The black woman jabbed the air with her finger. ‘I can’t help what nonsense de notice say. The doctors come eat the lot. And that’s that.’
It struck Shirley and Thomas at the same moment, and their eyes met, briefly, apprehensive, as the man snatched up his bleak tray in disgust and turned, with a little flounce of anger and tiredness – It was Darren, of course. Darren’s tanned face, which gaped and grew pinker the moment he saw them. He had come after all, the prodigal son. ‘Darren White, Voice of the Left, Man of the People’, as the papers called him. A jet-lagged man with an American twang, making a mean little scene in a café.

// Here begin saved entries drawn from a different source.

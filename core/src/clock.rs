//! Time source abstraction so expiry logic can be driven deterministically.

use std::sync::{Mutex, PoisonError};

use chrono::{DateTime, TimeDelta, Utc};

pub trait Clock: Send + Sync {
    fn now(&self) -> DateTime<Utc>;
}

#[derive(Debug, Default, Clone, Copy)]
pub struct SystemClock;

impl Clock for SystemClock {
    fn now(&self) -> DateTime<Utc> {
        Utc::now()
    }
}

/// A clock that only moves when told to. Used by tests and drill replays.
#[derive(Debug)]
pub struct ManualClock {
    now: Mutex<DateTime<Utc>>,
}

impl ManualClock {
    #[must_use]
    pub fn new(start: DateTime<Utc>) -> Self {
        Self {
            now: Mutex::new(start),
        }
    }

    pub fn advance(&self, by: TimeDelta) {
        let mut now = self.now.lock().unwrap_or_else(PoisonError::into_inner);
        *now += by;
    }

    pub fn set(&self, to: DateTime<Utc>) {
        *self.now.lock().unwrap_or_else(PoisonError::into_inner) = to;
    }
}

impl Clock for ManualClock {
    fn now(&self) -> DateTime<Utc> {
        *self.now.lock().unwrap_or_else(PoisonError::into_inner)
    }
}
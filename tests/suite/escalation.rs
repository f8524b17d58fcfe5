use bastion_types::{AuditAction, Authority, CrisisError, CrisisLevel, Role, TargetKind};

use crate::common::{Harness, actor};

#[test]
fn skipping_a_level_is_rejected() {
    let h = Harness::new();
    let err = h
        .controller
        .escalate(
            CrisisLevel::Monitor,
            CrisisLevel::Orange,
            "panic",
            &actor("sam"),
            Role::SuperAdmin,
        )
        .unwrap_err();
    assert!(matches!(
        err,
        CrisisError::InvalidTransition {
            from: CrisisLevel::Monitor,
            to: CrisisLevel::Orange
        }
    ));
    assert_eq!(h.controller.current_level(), CrisisLevel::Monitor);
    assert!(h.audit.is_empty());
}

#[test]
fn escalation_walks_the_matrix() {
    let h = Harness::new();
    let receipt = h
        .controller
        .escalate(
            CrisisLevel::Monitor,
            CrisisLevel::Yellow,
            "anomaly_detected",
            &actor("olivia"),
            Role::OpsManager,
        )
        .unwrap();
    assert_eq!(receipt.to, CrisisLevel::Yellow);
    assert_eq!(receipt.trigger, "anomaly_detected");
    assert_eq!(h.controller.current_level(), CrisisLevel::Yellow);

    let entries = h.audit.entries();
    assert_eq!(entries.len(), 1);
    assert_eq!(entries[0].action, AuditAction::Escalation);
    assert_eq!(entries[0].details["from"], "MONITOR");
    assert_eq!(entries[0].details["to"], "YELLOW");
    assert_eq!(entries[0].details["role"], "ops_manager");
}

#[test]
fn role_is_checked_against_target_level() {
    let h = Harness::new();
    h.halt_tenant("tenant-1");
    let err = h
        .controller
        .escalate(
            CrisisLevel::Red,
            CrisisLevel::Black,
            "data_exfiltration",
            &actor("pat"),
            Role::PlatformSecurity,
        )
        .unwrap_err();
    match err {
        CrisisError::RoleNotAuthorized { authority, .. } => {
            assert_eq!(authority, Authority::Escalation(CrisisLevel::Black));
        }
        other => panic!("unexpected error: {other}"),
    }

    h.controller
        .escalate(
            CrisisLevel::Red,
            CrisisLevel::Black,
            "data_exfiltration",
            &actor("sam"),
            Role::SuperAdmin,
        )
        .unwrap();
    assert_eq!(h.controller.current_level(), CrisisLevel::Black);
}

#[test]
fn stale_from_level_is_a_mismatch() {
    let h = Harness::new();
    let err = h
        .controller
        .escalate(
            CrisisLevel::Yellow,
            CrisisLevel::Orange,
            "threat_confirmed",
            &actor("olivia"),
            Role::OpsManager,
        )
        .unwrap_err();
    assert!(matches!(
        err,
        CrisisError::LevelMismatch {
            expected: CrisisLevel::Yellow,
            actual: CrisisLevel::Monitor
        }
    ));
}

#[test]
fn de_escalation_leaves_switches_in_place() {
    let h = Harness::new();
    h.halt_tenant("tenant-9");
    h.controller
        .escalate(
            CrisisLevel::Red,
            CrisisLevel::Orange,
            "remediation_started",
            &actor("pat"),
            Role::PlatformSecurity,
        )
        .unwrap();
    assert_eq!(h.controller.current_level(), CrisisLevel::Orange);
    assert!(h.controller.is_halted(TargetKind::Tenant, "tenant-9"));
    assert_eq!(h.controller.status().active_kill_switches.len(), 1);
}
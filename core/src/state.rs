//! The single owned crisis state guarded by the controller's lock.

use chrono::{DateTime, Utc};

use bastion_types::{CrisisLevel, KillSwitch, KillSwitchId};

use crate::authorizer::ApprovalBook;
use crate::drill::DrillSession;
use crate::registry::KillSwitchRegistry;

#[derive(Debug)]
pub(crate) struct CrisisState {
    pub(crate) level: CrisisLevel,
    /// When `level` last changed. Drives automatic escalation.
    pub(crate) level_since: DateTime<Utc>,
    pub(crate) registry: KillSwitchRegistry,
    pub(crate) approvals: ApprovalBook,
    pub(crate) drill: Option<DrillSession>,
}

impl CrisisState {
    pub(crate) fn new(now: DateTime<Utc>) -> Self {
        Self {
            level: CrisisLevel::Monitor,
            level_since: now,
            registry: KillSwitchRegistry::default(),
            approvals: ApprovalBook::default(),
            drill: None,
        }
    }

    pub(crate) fn set_level(&mut self, level: CrisisLevel, now: DateTime<Utc>) {
        if self.level != level {
            self.level = level;
            self.level_since = now;
        }
    }

    pub(crate) fn drill_mode(&self) -> bool {
        self.drill.is_some()
    }

    /// Drop a switch from the active set. Lifting the last real switch while
    /// a drill runs also clears the level the drill will hand back.
    pub(crate) fn remove_switch(&mut self, id: KillSwitchId) -> Option<KillSwitch> {
        let removed = self.registry.remove(id)?;
        if !removed.drill
            && self.registry.highest_level(false).is_none()
            && let Some(drill) = self.drill.as_mut()
        {
            drill.level_at_start = CrisisLevel::Monitor;
        }
        Some(removed)
    }
}
//! Core domain types for Bastion.
//!
//! This crate contains the crisis-level table, the escalation matrix, the
//! playbook catalogue and the kill-switch records. Everything here is pure
//! data with no IO and no async, so every layer can depend on it.

// Pedantic lint configuration - these are intentional design choices
#![allow(clippy::missing_errors_doc)] // Result-returning functions are self-explanatory

mod audit;
mod error;
mod escalation;
mod ids;
mod kill_switch;
mod level;
mod playbook;
mod role;

pub use audit::{AuditAction, AuditEntry, AuditError};
pub use error::{Authority, CrisisError};
pub use escalation::{
    ESCALATION_MATRIX, EscalationRule, auto_escalation_from, find_rule, is_valid_transition,
    validate_transition,
};
pub use ids::{ActorId, ApprovalKey, AuditEntryId, DrillId, EmptyActorError, KillSwitchId};
pub use kill_switch::{
    ApprovalStatus, Approver, GLOBAL_TARGET, HaltTarget, InvalidTargetError, KillSwitch,
    KillSwitchStatus, ParseTargetKindError, PendingApproval, TargetKind,
};
pub use level::{
    AutoAction, AutoDeactivationPolicy, AutoDeactivationTable, CrisisLevel, DEACTIVATION_ROLES,
    InvalidPolicyError, LevelInfo, MAX_POLICY_HOURS, ParseLevelError,
};
pub use playbook::{PLAYBOOKS, Playbook, PlaybookStep, find_playbook, playbook_keys};
pub use role::{ParseRoleError, Role};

He swept up to them in a gale of tension, handsome from a distance, gaunt close up. His hair had subtly changed colour, Shirley realized; the grey in his curls had disappeared. His face underneath was tighter, older, the lines set hard in a mask of tan. ‘Hello,’ he said. ‘Hi everyone,’ as if there were too many of them to manage individually. ‘I’m just trying to get some morsel of sustenance out of the bloody NHS.’ His wife hovered behind him, pretty, uncertain, her pink suit fitting like an elegant glove, her hair hanging bobbed, healthy, expensive. ‘This is Susie,’ he said, gesturing angrily. ‘My new wife. She couldn’t eat a thing on the plane. Of course neither of us eats red meat, and the veggie stuff was drowning in saturated fat. We made a special effort to get here today – I had an interview to do in Madrid. Mum sounded so damn frightened last time we spoke. Then two minutes after we get to the bedside the consultant turfs us out –’ He was plainly trying to get a grip on himself. ‘Sit down,’ he ordered his wife over his shoulder. ‘This is Shirley, my sister. And Thomas Lovell. I’d forgotten you two knew each other.’